▸ **EXERCISE**
The answer must consist of each line below that holds the word "warn", copied as it stands.

▸ **DATA FOR THE TASK**
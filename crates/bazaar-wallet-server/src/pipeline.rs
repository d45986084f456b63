//! The ordered request pipeline.
//!
//! Stages run strictly in sequence for each request: rate-limit gate →
//! sanitize → authenticate → authorize → handler, with the request logger
//! wrapped around the whole chain. Each stage takes the request context and
//! either continues or short-circuits with an [`ApiError`] that the
//! translator turns into the terminal response.

use std::time::Instant;

use actix_web::body::{BoxBody, MessageBody};
use actix_web::dev::{ServiceRequest, ServiceResponse};
use actix_web::http::header::AUTHORIZATION;
use actix_web::middleware::Next;
use actix_web::{web, Error, HttpRequest, ResponseError};
use serde::de::DeserializeOwned;
use serde_json::Value;

use bazaar_wallet::rate_limit::RateLimitDecision;
use bazaar_wallet::{sanitize, AuthContext, AuthError, AuthFailure, Role};

use crate::error::ApiError;
use crate::metrics;
use crate::state::AppState;

/// Best-effort client address: first X-Forwarded-For element behind a proxy,
/// otherwise the peer address with any port stripped.
pub fn client_ip(req: &HttpRequest) -> String {
    let info = req.connection_info();
    match info.realip_remote_addr() {
        Some(addr) => match addr.parse::<std::net::SocketAddr>() {
            Ok(sock) => sock.ip().to_string(),
            Err(_) => addr.to_string(),
        },
        None => "unknown".to_string(),
    }
}

/// Entry/exit logging around the whole pipeline, plus the per-endpoint
/// request counter. Uses the matched route pattern as the metric label to
/// keep cardinality bounded.
pub async fn request_logger(
    req: ServiceRequest,
    next: Next<impl MessageBody>,
) -> Result<ServiceResponse<impl MessageBody>, Error> {
    let method = req.method().to_string();
    let path = req.path().to_string();
    let ip = client_ip(req.request());
    let started = Instant::now();

    tracing::info!(%method, %path, ip = %ip, "request received");

    let result = next.call(req).await;
    let duration_ms = started.elapsed().as_millis() as u64;

    match &result {
        Ok(resp) => {
            let status = resp.status();
            let endpoint = resp
                .request()
                .match_pattern()
                .unwrap_or_else(|| path.clone());
            metrics::REQUESTS
                .with_label_values(&[endpoint.as_str(), status.as_str()])
                .inc();
            tracing::info!(
                %method,
                %path,
                status = status.as_u16(),
                duration_ms,
                "request completed"
            );
        }
        Err(err) => {
            let status = err.as_response_error().status_code();
            metrics::REQUESTS
                .with_label_values(&[path.as_str(), status.as_str()])
                .inc();
            tracing::warn!(
                %method,
                %path,
                status = status.as_u16(),
                duration_ms,
                error = %err,
                "request failed"
            );
        }
    }

    result
}

/// General API admission gate. Runs before any handler on the /api scope;
/// rejected requests never reach the downstream stages.
pub async fn api_rate_limit(
    req: ServiceRequest,
    next: Next<impl MessageBody + 'static>,
) -> Result<ServiceResponse<BoxBody>, Error> {
    let denied = match req.app_data::<web::Data<AppState>>() {
        Some(state) => {
            let ip = client_ip(req.request());
            let decision = state.api_limiter.check(&ip);
            if decision.allowed {
                None
            } else {
                metrics::RATE_LIMITED
                    .with_label_values(&[state.api_limiter.policy().name])
                    .inc();
                tracing::warn!(ip = %ip, path = %req.path(), "request rejected by rate limiter");
                Some(rate_limited(&decision))
            }
        }
        None => None,
    };

    if let Some(err) = denied {
        let response = err.error_response();
        return Ok(req.into_response(response));
    }
    Ok(next.call(req).await?.map_into_boxed_body())
}

/// Build the 429 error for a denied decision.
pub fn rate_limited(decision: &RateLimitDecision) -> ApiError {
    ApiError::RateLimited {
        retry_after_secs: decision.retry_after.as_secs().max(1),
        limit: decision.limit,
    }
}

/// Sanitize a JSON body and deserialize it into the handler's request type.
pub fn sanitized<T: DeserializeOwned>(body: web::Json<Value>) -> Result<T, ApiError> {
    let mut value = body.into_inner();
    sanitize::scrub_value(&mut value);
    serde_json::from_value(value).map_err(|e| ApiError::InvalidPayload(e.to_string()))
}

fn failure_label(e: &AuthError) -> &'static str {
    match e {
        AuthError::Unauthenticated => "unauthenticated",
        AuthError::TokenInvalid => "token_invalid",
        AuthError::TokenExpired => "token_expired",
        AuthError::UserNotFound => "user_not_found",
        AuthError::SessionInvalid => "session_invalid",
        AuthError::Forbidden => "forbidden",
    }
}

/// Authentication stage: bearer token verified and cross-checked against
/// the session registry.
pub fn authenticate(req: &HttpRequest, state: &AppState) -> Result<AuthContext, ApiError> {
    let header = req
        .headers()
        .get(AUTHORIZATION)
        .and_then(|v| v.to_str().ok());

    match bazaar_wallet::authenticate(header, state.users.as_ref(), &state.config.jwt) {
        Ok(ctx) => Ok(ctx),
        Err(AuthFailure::Denied(e)) => {
            metrics::AUTH_FAILURES
                .with_label_values(&[failure_label(&e)])
                .inc();
            tracing::warn!(
                path = %req.path(),
                ip = %client_ip(req),
                reason = %e,
                "authentication rejected"
            );
            Err(ApiError::Auth(e))
        }
        Err(AuthFailure::Registry(e)) => Err(e.into()),
    }
}

/// Authenticate, then gate on the derived role. An empty `allowed` slice
/// admits any authenticated identity.
pub fn require_role(
    req: &HttpRequest,
    state: &AppState,
    allowed: &[Role],
) -> Result<AuthContext, ApiError> {
    let ctx = authenticate(req, state)?;
    if let Err(e) = bazaar_wallet::authorize(&ctx, allowed) {
        metrics::AUTH_FAILURES
            .with_label_values(&[failure_label(&e)])
            .inc();
        tracing::warn!(
            path = %req.path(),
            user_id = %ctx.user_id,
            role = ctx.role.as_str(),
            "authorization rejected"
        );
        return Err(ApiError::Auth(e));
    }
    Ok(ctx)
}

/// The presented bearer token, for handlers that act on it (logout).
pub fn bearer_token(req: &HttpRequest) -> Option<String> {
    req.headers()
        .get(AUTHORIZATION)
        .and_then(|v| v.to_str().ok())
        .and_then(|v| v.strip_prefix("Bearer "))
        .map(str::to_string)
}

▸ **COMPLETED EXERCISE**
            tracing::warn!(
                tracing::warn!(ip = %ip, path = %req.path(), "request rejected by rate limiter");
            tracing::warn!(
        tracing::warn!(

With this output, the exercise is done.